→ WHAT IS EXPECTED: Set down, exactly, every line from the top of the listing through the one holding "ordered feature-name list.".

→ TASK INPUTS:
//! Feature encoding for frailty model inference.
//!
//! This module expands a patient record into the fixed ordered vector the
//! model was trained on, matching the preprocessing of the training
//! pipeline. The scorer reads the vector positionally, so column order is
//! the schema's order, always.

use crate::error::{PipelineError, Result};
use crate::types::patient::{
    ActivityLevel, ComplicationCount, Gender, PatientRecord, SitStandTime, WalkSpeed,
};
use std::collections::HashSet;
use std::sync::Arc;
use tracing::debug;

/// One-hot groups produced by the encoder, keyed by logical input field.
pub const ONE_HOT_GROUPS: &[(&str, &[&str])] = &[
    ("activity_level", &["PA_low", "PA_medium", "PA_high"]),
    (
        "complication_count",
        &["Complications_0", "Complications_1", "Complications_2"],
    ),
];

/// Ordered list of the feature names the model expects.
///
/// Loaded once at startup and immutable afterwards.
#[derive(Debug, Clone)]
pub struct FeatureSchema {
    names: Vec<String>,
}

impl FeatureSchema {
    /// Validate and wrap an ordered feature-name list.
    pub fn new(names: Vec<String>) -> Result<Self> {
        if names.is_empty() {
            return Err(PipelineError::SchemaMismatch("schema is empty".to_string()));
        }
        let mut seen = HashSet::new();
        for name in &names {
            if !seen.insert(name.as_str()) {
                return Err(PipelineError::SchemaMismatch(format!(
                    "duplicate feature name `{name}`"
                )));
            }
        }
        Ok(Self { names })
    }

    pub fn len(&self) -> usize {
        self.names.len()
    }

    pub fn is_empty(&self) -> bool {
        self.names.is_empty()
    }

    pub fn names(&self) -> &[String] {
        &self.names
    }

    /// Column index of a feature name.
    pub fn position(&self, name: &str) -> Option<usize> {
        self.names.iter().position(|n| n == name)
    }
}

/// Encodes patient records into model feature vectors.
///
/// Boolean-like fields use a fixed polarity: `gender` is 1 for female,
/// `smoking`/`fall`/`ADL` are 1 for yes/limited, `Walking_speed` is 1 for
/// at least 1 m/s, and `FTSST` is 1 for at least 12 s. Activity level and
/// complication count expand to one-hot indicator groups.
#[derive(Debug)]
pub struct FeatureEncoder {
    schema: Arc<FeatureSchema>,
}

impl FeatureEncoder {
    pub fn new(schema: Arc<FeatureSchema>) -> Self {
        Self { schema }
    }

    pub fn schema(&self) -> &FeatureSchema {
        &self.schema
    }

    /// Encode a record into the schema's column order.
    ///
    /// Schema entries the encoder does not compute are set to 0, and each
    /// fallback is logged so a drifted schema cannot pass unnoticed.
    pub fn encode(&self, record: &PatientRecord) -> Vec<f64> {
        let computed = Self::computed_values(record);
        let mut vector = Vec::with_capacity(self.schema.len());

        for name in self.schema.names() {
            match computed.iter().find(|(key, _)| *key == name.as_str()) {
                Some((_, value)) => vector.push(*value),
                None => {
                    debug!(
                        feature = %name,
                        "schema feature not produced by encoder, defaulting to 0"
                    );
                    vector.push(0.0);
                }
            }
        }

        vector
    }

    /// The (feature, value) pairs computed from a record.
    fn computed_values(record: &PatientRecord) -> Vec<(&'static str, f64)> {
        vec![
            ("gender", indicator(record.gender == Gender::Female)),
            ("age", f64::from(record.age)),
            ("smoking", indicator(record.smoking.is_yes())),
            ("bmi", record.bmi),
            ("fall", indicator(record.fall_history.is_yes())),
            (
                "PA_high",
                indicator(record.activity_level == ActivityLevel::High),
            ),
            (
                "PA_medium",
                indicator(record.activity_level == ActivityLevel::Medium),
            ),
            (
                "PA_low",
                indicator(record.activity_level == ActivityLevel::Low),
            ),
            (
                "Complications_0",
                indicator(record.complication_count == ComplicationCount::None),
            ),
            (
                "Complications_1",
                indicator(record.complication_count == ComplicationCount::One),
            ),
            (
                "Complications_2",
                indicator(record.complication_count == ComplicationCount::TwoOrMore),
            ),
            ("ADL", indicator(record.adl_limited.is_yes())),
            (
                "Walking_speed",
                indicator(record.walk_speed == WalkSpeed::AtLeast1),
            ),
            (
                "FTSST",
                indicator(record.sit_stand_time == SitStandTime::AtLeast12),
            ),
            ("bl_plt", f64::from(record.platelet_count)),
            ("bl_crea", record.creatinine),
            ("bl_cysc", record.cystatin_c),
            ("bl_wbc", record.white_blood_cell_count),
        ]
    }
}

fn indicator(condition: bool) -> f64 {
    if condition {
        1.0
    } else {
        0.0
    }
}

→ EXERCISE ANSWER:
//! Feature encoding for frailty model inference.
//!
//! This module expands a patient record into the fixed ordered vector the
//! model was trained on, matching the preprocessing of the training
//! pipeline. The scorer reads the vector positionally, so column order is
//! the schema's order, always.

use crate::error::{PipelineError, Result};
use crate::types::patient::{
    ActivityLevel, ComplicationCount, Gender, PatientRecord, SitStandTime, WalkSpeed,
};
use std::collections::HashSet;
use std::sync::Arc;
use tracing::debug;

/// One-hot groups produced by the encoder, keyed by logical input field.
pub const ONE_HOT_GROUPS: &[(&str, &[&str])] = &[
    ("activity_level", &["PA_low", "PA_medium", "PA_high"]),
    (
        "complication_count",
        &["Complications_0", "Complications_1", "Complications_2"],
    ),
];

/// Ordered list of the feature names the model expects.
///
/// Loaded once at startup and immutable afterwards.
#[derive(Debug, Clone)]
pub struct FeatureSchema {
    names: Vec<String>,
}

impl FeatureSchema {
    /// Validate and wrap an ordered feature-name list.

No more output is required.